Problem to solve: From the records below, count the lines holding the string "excess". Only the number is wanted.

------ Data to use ------

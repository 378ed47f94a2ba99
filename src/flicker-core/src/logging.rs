use crate::{config::LoggingConfig, paths::AppDirs};
use std::fs;
use std::path::{Path, PathBuf};
use thiserror::Error;
use tracing_appender::non_blocking::{NonBlocking, WorkerGuard};
use tracing_subscriber::fmt::writer::{BoxMakeWriter, MakeWriterExt};
use tracing_subscriber::{fmt, EnvFilter};

const DEFAULT_LOG_FILE: &str = "flicker.log";

/// Keeps the non-blocking file writer flushing; hold it until the process exits.
pub struct LoggingGuard {
    _file_guard: WorkerGuard,
}

pub fn init_logging(config: &LoggingConfig, dirs: &AppDirs) -> Result<LoggingGuard, LoggingError> {
    let log_dir = dirs.log_dir().to_path_buf();
    fs::create_dir_all(&log_dir).map_err(|source| LoggingError::CreateDirectory {
        path: log_dir.clone(),
        source,
    })?;

    let env_filter = build_filter(config)?;
    let (file, file_guard) = build_file_writer(config, &log_dir)?;
    let writer = if config.stdout {
        BoxMakeWriter::new(
            std::io::stdout
                .with_max_level(tracing::Level::TRACE)
                .and(file),
        )
    } else {
        BoxMakeWriter::new(file)
    };

    fmt()
        .with_env_filter(env_filter)
        .with_target(false)
        .with_ansi(config.stdout)
        .with_writer(writer)
        .try_init()
        .map_err(LoggingError::SubscriberInstall)?;

    Ok(LoggingGuard {
        _file_guard: file_guard,
    })
}

/// `RUST_LOG` wins over the configured level when it is set and non-empty.
fn build_filter(config: &LoggingConfig) -> Result<EnvFilter, LoggingError> {
    let directive = match std::env::var(EnvFilter::DEFAULT_ENV) {
        Ok(value) if !value.trim().is_empty() => value,
        _ => config.level.as_filter_directive().to_string(),
    };
    EnvFilter::try_new(&directive).map_err(|source| LoggingError::ParseLevel {
        level: directive,
        source,
    })
}

fn build_file_writer(
    config: &LoggingConfig,
    log_dir: &Path,
) -> Result<(NonBlocking, WorkerGuard), LoggingError> {
    let file_stem = config.file_name.as_deref().unwrap_or(DEFAULT_LOG_FILE);
    prune_rolled_logs(log_dir, file_stem, config.max_log_files.max(1))?;

    let appender = tracing_appender::rolling::daily(log_dir, file_stem);
    Ok(tracing_appender::non_blocking(appender))
}

fn prune_rolled_logs(dir: &Path, file_stem: &str, keep: usize) -> Result<(), LoggingError> {
    let mut rolled: Vec<_> = fs::read_dir(dir)
        .map_err(|source| LoggingError::ReadDir {
            path: dir.to_path_buf(),
            source,
        })?
        .filter_map(|entry| entry.ok())
        .filter(|entry| entry.file_name().to_string_lossy().starts_with(file_stem))
        .filter_map(|entry| {
            let modified = entry.metadata().ok()?.modified().ok()?;
            Some((entry.path(), modified))
        })
        .collect();

    if rolled.len() <= keep {
        return Ok(());
    }

    rolled.sort_by_key(|(_, modified)| *modified);
    let excess = rolled.len() - keep;
    for (path, _) in rolled.into_iter().take(excess) {
        fs::remove_file(&path).map_err(|source| LoggingError::Cleanup { path, source })?;
    }

    Ok(())
}

#[derive(Debug, Error)]
pub enum LoggingError {
    #[error("failed to create log directory {path}: {source}")]
    CreateDirectory {
        path: PathBuf,
        source: std::io::Error,
    },
    #[error("failed to parse log filter {level}: {source}")]
    ParseLevel {
        level: String,
        source: tracing_subscriber::filter::ParseError,
    },
    #[error("failed to install tracing subscriber: {0}")]
    SubscriberInstall(Box<dyn std::error::Error + Send + Sync>),
    #[error("failed to list log directory {path}: {source}")]
    ReadDir {
        path: PathBuf,
        source: std::io::Error,
    },
    #[error("failed to remove old log file {path}: {source}")]
    Cleanup {
        path: PathBuf,
        source: std::io::Error,
    },
}
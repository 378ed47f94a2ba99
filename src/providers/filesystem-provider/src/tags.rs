use flicker_core::PlaylistItem;
use lofty::{Accessor, AudioFile, ItemKey, Probe, TaggedFileExt};
use std::path::Path;

#[derive(Debug, Clone, Default)]
pub struct ParsedTags {
    pub title: Option<String>,
    pub artist: Option<String>,
    pub album: Option<String>,
    pub duration_seconds: Option<u32>,
    pub track_number: Option<u32>,
    pub sample_rate: Option<u32>,
}

/// Reads whatever lofty understands; unreadable files give empty tags.
pub fn parse_tags(path: &Path) -> ParsedTags {
    let tagged = match Probe::open(path).and_then(|p| p.read()) {
        Ok(tagged) => tagged,
        Err(err) => {
            tracing::debug!(path = %path.display(), error = %err, "no readable tags");
            return ParsedTags::default();
        }
    };

    let tag = tagged.primary_tag().or_else(|| tagged.first_tag());
    let properties = tagged.properties();

    let title = tag.and_then(|t| t.get_string(&ItemKey::TrackTitle).map(|s| s.to_string()));
    let artist = tag.and_then(|t| t.artist().map(|s| s.to_string()));
    let album = tag.and_then(|t| t.album().map(|s| s.to_string()));
    let duration_seconds = Some(properties.duration().as_secs() as u32).filter(|d| *d > 0);
    let track_number = tag.and_then(|t| t.track());

    ParsedTags {
        title,
        artist,
        album,
        duration_seconds,
        track_number,
        sample_rate: properties.sample_rate(),
    }
}

impl ParsedTags {
    /// Tag values win over what the opener inferred from the path.
    pub fn apply_to(self, item: &mut PlaylistItem) {
        if let Some(title) = self.title {
            item.title = title;
        }
        if self.artist.is_some() {
            item.artist = self.artist;
        }
        if self.album.is_some() {
            item.album = self.album;
        }
        if self.duration_seconds.is_some() {
            item.duration_seconds = self.duration_seconds;
        }
        if let Some(track) = self.track_number {
            item.tags.insert("track_number".into(), track.to_string());
        }
    }
}

#[cfg(test)]
mod tests {
    use super::*;

    #[test]
    fn tags_override_inferred_fields() {
        let mut item = PlaylistItem::new("/music/a/b/song.flac", "song");
        item.artist = Some("a".into());
        item.album = Some("b".into());

        ParsedTags {
            title: Some("Song".into()),
            artist: Some("Real Artist".into()),
            track_number: Some(3),
            ..Default::default()
        }
        .apply_to(&mut item);

        assert_eq!(item.title, "Song");
        assert_eq!(item.artist.as_deref(), Some("Real Artist"));
        assert_eq!(item.album.as_deref(), Some("b"));
        assert_eq!(item.tags["track_number"], "3");
    }

    #[test]
    fn garbage_files_have_no_tags() {
        let dir = tempfile::tempdir().unwrap();
        let path = dir.path().join("fake.mp3");
        std::fs::write(&path, b"not really audio").unwrap();

        let tags = parse_tags(&path);
        assert!(tags.title.is_none());
        assert!(tags.duration_seconds.is_none());
    }
}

------

Result of this exercise: 2